Collected data entries:

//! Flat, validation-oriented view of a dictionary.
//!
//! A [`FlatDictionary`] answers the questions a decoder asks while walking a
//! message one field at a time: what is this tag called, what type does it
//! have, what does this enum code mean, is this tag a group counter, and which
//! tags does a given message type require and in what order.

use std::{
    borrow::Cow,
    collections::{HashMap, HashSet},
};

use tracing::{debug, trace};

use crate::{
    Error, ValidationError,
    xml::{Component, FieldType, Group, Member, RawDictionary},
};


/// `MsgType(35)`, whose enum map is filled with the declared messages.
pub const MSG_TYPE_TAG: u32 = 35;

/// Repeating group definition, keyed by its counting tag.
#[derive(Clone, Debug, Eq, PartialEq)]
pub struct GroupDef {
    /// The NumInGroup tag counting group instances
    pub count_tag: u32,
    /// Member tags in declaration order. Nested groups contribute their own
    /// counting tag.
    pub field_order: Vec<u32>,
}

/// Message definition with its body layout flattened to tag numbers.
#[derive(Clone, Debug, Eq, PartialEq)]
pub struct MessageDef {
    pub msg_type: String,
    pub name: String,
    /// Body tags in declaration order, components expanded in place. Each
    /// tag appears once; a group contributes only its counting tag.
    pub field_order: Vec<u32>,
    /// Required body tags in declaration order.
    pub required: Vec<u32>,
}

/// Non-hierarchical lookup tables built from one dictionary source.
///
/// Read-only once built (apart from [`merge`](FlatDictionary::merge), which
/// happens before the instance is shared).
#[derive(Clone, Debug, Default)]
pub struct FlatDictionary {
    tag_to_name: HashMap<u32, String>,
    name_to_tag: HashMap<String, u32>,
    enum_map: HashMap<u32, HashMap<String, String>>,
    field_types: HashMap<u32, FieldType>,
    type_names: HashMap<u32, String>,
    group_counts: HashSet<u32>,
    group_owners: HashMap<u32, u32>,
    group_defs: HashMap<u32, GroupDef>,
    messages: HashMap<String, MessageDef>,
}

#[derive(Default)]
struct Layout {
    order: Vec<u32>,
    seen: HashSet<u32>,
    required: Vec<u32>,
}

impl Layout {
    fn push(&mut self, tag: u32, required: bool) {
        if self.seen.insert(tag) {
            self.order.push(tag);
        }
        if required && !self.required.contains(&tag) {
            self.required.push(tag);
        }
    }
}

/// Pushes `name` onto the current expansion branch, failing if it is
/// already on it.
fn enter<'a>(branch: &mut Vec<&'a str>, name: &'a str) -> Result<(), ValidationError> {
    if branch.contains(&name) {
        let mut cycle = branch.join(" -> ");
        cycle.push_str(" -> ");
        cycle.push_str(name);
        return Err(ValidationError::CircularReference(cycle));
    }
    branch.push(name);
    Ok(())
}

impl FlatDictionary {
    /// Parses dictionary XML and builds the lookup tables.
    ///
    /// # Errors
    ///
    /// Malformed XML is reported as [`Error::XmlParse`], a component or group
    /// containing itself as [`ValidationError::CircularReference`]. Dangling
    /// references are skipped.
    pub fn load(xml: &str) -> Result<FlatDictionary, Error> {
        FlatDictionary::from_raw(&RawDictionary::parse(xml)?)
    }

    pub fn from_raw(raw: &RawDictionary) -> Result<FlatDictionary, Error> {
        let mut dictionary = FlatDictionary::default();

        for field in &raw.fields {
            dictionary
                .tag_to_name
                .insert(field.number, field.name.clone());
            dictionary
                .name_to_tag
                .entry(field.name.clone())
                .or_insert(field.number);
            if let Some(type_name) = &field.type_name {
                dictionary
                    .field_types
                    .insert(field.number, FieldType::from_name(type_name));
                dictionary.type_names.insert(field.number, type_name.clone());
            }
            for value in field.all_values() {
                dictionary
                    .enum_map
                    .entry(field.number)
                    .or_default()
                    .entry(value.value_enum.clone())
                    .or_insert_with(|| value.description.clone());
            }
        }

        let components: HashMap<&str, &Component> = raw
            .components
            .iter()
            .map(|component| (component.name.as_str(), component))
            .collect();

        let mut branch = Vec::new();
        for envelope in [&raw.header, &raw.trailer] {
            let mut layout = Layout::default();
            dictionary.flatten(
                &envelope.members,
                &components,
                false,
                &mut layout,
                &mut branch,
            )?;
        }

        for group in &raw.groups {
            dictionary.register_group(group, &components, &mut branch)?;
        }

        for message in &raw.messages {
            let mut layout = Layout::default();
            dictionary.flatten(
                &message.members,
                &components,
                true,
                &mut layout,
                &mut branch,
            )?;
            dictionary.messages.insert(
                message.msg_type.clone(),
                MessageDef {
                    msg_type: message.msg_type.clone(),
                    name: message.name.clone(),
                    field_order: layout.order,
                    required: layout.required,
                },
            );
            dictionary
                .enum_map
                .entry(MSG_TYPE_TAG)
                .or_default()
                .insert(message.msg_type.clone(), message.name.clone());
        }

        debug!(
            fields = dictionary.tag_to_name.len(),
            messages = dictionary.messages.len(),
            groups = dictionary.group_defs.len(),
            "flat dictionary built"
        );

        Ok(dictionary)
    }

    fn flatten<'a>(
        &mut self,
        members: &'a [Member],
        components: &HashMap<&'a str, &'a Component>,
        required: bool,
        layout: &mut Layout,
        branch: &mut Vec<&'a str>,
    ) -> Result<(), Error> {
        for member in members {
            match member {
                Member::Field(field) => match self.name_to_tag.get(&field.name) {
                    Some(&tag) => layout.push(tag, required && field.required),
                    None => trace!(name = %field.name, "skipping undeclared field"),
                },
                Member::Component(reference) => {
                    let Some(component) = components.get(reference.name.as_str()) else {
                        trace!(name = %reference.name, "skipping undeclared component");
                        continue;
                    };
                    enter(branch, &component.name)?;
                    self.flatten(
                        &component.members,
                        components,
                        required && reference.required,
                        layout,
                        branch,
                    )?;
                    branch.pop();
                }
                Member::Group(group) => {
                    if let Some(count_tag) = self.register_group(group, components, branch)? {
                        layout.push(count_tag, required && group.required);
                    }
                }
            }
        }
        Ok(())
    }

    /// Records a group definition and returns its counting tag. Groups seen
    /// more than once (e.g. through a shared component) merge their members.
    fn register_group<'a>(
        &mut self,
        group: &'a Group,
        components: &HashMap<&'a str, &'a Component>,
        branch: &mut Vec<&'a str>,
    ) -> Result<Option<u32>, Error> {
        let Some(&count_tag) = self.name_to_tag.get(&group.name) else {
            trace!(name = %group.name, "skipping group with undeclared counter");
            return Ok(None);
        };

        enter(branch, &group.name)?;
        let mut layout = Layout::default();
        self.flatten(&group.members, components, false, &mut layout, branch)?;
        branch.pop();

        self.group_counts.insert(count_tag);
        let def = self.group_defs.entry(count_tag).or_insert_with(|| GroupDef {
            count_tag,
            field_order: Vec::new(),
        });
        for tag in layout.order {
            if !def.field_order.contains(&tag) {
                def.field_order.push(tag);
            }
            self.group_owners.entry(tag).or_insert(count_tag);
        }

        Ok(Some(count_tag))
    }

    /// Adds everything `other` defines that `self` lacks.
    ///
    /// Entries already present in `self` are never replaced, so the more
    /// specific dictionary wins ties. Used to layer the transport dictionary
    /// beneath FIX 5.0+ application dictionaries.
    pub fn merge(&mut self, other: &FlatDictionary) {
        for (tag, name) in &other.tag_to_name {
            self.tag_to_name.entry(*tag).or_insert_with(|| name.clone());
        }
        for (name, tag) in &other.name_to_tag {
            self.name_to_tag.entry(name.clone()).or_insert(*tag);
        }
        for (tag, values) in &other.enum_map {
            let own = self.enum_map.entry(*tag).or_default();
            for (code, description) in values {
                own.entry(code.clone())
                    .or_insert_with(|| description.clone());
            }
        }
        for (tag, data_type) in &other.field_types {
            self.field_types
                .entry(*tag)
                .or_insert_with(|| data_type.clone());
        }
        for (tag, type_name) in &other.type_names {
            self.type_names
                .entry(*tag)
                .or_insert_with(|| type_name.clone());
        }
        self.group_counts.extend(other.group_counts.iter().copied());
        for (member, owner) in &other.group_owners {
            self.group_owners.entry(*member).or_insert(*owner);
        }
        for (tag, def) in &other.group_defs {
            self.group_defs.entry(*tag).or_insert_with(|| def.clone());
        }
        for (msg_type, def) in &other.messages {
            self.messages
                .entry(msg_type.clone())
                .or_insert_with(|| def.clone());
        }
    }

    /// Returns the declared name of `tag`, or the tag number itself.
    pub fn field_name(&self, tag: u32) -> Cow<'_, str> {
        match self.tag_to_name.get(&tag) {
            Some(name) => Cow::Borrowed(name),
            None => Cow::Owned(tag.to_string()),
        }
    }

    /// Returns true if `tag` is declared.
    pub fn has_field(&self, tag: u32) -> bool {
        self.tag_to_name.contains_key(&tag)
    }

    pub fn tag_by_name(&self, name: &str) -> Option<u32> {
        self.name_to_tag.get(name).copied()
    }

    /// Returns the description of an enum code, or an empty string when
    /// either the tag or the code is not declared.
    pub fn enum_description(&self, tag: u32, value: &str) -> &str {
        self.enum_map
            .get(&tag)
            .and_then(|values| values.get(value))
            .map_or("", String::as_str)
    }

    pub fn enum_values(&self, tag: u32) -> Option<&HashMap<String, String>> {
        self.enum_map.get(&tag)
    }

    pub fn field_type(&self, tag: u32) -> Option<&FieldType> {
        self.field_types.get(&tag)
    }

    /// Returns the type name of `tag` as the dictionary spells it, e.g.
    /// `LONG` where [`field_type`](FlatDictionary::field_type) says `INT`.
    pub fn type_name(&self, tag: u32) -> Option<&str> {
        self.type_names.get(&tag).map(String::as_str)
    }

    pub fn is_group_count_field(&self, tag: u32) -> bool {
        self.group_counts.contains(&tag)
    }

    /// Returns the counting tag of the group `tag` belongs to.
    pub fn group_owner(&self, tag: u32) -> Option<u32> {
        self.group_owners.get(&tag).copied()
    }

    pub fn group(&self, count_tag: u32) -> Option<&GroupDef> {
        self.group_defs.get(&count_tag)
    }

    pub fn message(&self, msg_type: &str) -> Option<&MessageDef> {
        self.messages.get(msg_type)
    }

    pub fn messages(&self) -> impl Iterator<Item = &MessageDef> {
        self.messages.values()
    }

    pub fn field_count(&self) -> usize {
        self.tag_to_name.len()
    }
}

* * *

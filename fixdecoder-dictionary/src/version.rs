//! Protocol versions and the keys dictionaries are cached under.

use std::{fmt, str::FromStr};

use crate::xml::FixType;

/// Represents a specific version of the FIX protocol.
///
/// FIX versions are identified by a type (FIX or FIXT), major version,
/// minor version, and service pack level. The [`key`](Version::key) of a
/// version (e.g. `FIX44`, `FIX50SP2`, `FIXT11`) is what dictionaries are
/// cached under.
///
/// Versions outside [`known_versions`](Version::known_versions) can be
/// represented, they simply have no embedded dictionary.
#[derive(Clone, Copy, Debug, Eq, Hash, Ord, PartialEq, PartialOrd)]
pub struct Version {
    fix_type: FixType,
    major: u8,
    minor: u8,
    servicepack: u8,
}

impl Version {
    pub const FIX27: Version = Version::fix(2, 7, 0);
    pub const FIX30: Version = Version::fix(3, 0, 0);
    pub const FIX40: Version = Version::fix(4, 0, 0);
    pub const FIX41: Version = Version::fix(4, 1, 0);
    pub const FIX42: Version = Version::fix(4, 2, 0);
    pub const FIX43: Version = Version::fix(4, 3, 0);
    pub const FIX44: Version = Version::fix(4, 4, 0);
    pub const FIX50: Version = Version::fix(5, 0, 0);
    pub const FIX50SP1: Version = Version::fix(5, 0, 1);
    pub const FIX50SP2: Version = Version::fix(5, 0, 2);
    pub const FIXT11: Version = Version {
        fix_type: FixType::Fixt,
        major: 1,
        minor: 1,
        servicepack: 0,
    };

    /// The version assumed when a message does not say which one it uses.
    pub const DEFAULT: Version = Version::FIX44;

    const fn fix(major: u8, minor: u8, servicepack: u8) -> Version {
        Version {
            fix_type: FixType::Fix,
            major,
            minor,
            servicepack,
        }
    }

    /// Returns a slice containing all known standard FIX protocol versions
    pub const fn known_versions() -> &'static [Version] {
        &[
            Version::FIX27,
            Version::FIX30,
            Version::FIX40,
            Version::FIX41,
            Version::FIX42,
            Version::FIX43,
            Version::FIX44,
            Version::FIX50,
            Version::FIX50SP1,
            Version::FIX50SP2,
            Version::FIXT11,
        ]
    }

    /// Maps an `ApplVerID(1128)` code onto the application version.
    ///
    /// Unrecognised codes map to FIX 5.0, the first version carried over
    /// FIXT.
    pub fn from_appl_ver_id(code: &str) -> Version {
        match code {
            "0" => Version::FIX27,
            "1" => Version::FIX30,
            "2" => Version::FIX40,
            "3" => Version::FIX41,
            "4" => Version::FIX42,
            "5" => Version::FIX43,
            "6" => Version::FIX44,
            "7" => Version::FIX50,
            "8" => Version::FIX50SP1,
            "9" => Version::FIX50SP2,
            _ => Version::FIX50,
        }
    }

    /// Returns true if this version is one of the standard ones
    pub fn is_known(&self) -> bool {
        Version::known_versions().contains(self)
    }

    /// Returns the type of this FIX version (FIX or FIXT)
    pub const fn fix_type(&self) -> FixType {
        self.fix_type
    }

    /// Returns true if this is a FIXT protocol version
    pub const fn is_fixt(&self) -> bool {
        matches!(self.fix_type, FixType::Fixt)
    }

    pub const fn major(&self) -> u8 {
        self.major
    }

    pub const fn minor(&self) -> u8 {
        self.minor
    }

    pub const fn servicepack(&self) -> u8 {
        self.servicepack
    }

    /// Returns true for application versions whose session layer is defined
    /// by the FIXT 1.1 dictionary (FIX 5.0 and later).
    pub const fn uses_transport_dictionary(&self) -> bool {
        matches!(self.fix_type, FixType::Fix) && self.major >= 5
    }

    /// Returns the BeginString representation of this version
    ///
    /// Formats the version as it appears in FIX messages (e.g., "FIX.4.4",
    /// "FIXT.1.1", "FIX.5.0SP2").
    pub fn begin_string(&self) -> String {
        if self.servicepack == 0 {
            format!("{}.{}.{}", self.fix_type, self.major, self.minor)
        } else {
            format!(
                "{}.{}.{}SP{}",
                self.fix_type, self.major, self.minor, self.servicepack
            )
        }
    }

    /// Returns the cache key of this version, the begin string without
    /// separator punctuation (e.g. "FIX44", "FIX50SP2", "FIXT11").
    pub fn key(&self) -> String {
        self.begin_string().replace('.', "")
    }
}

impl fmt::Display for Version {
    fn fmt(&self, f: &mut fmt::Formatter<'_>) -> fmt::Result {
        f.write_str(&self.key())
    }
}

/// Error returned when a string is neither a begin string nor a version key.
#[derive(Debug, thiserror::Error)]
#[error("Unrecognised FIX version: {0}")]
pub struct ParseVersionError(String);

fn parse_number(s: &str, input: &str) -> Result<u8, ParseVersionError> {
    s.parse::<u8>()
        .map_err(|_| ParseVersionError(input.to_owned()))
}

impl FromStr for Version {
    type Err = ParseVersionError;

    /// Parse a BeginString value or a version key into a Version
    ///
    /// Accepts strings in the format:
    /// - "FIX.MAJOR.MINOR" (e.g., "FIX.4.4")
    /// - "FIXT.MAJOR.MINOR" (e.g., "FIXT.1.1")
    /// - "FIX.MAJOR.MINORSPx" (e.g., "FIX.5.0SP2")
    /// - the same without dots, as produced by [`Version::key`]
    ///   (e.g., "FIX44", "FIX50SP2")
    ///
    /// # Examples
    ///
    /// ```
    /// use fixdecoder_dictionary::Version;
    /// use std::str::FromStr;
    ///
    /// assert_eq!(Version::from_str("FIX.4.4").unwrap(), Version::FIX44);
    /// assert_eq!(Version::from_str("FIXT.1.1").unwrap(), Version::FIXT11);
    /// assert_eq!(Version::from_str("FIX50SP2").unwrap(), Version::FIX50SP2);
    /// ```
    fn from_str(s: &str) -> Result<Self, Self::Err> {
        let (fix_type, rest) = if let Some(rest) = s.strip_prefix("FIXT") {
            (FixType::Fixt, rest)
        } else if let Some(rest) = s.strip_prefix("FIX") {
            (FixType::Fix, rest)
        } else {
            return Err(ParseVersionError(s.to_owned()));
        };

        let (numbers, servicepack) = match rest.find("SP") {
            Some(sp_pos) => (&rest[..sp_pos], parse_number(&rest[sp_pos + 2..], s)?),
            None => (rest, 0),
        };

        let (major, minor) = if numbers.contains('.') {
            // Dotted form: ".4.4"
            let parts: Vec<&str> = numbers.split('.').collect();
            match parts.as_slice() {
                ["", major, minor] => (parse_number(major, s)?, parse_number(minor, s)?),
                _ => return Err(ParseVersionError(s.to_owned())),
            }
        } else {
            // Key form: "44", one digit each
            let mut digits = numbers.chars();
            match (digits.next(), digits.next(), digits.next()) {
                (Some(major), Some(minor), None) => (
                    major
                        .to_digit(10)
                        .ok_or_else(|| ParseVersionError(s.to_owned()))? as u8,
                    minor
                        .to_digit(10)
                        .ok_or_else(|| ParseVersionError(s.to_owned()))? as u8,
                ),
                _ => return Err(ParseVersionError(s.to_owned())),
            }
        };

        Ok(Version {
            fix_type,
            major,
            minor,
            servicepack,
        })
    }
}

*Exercise requirements:*
From the records above, show each line that contains the word "Unrecognised".

*Result:*
    /// Unrecognised codes map to FIX 5.0, the first version carried over
#[error("Unrecognised FIX version: {0}")]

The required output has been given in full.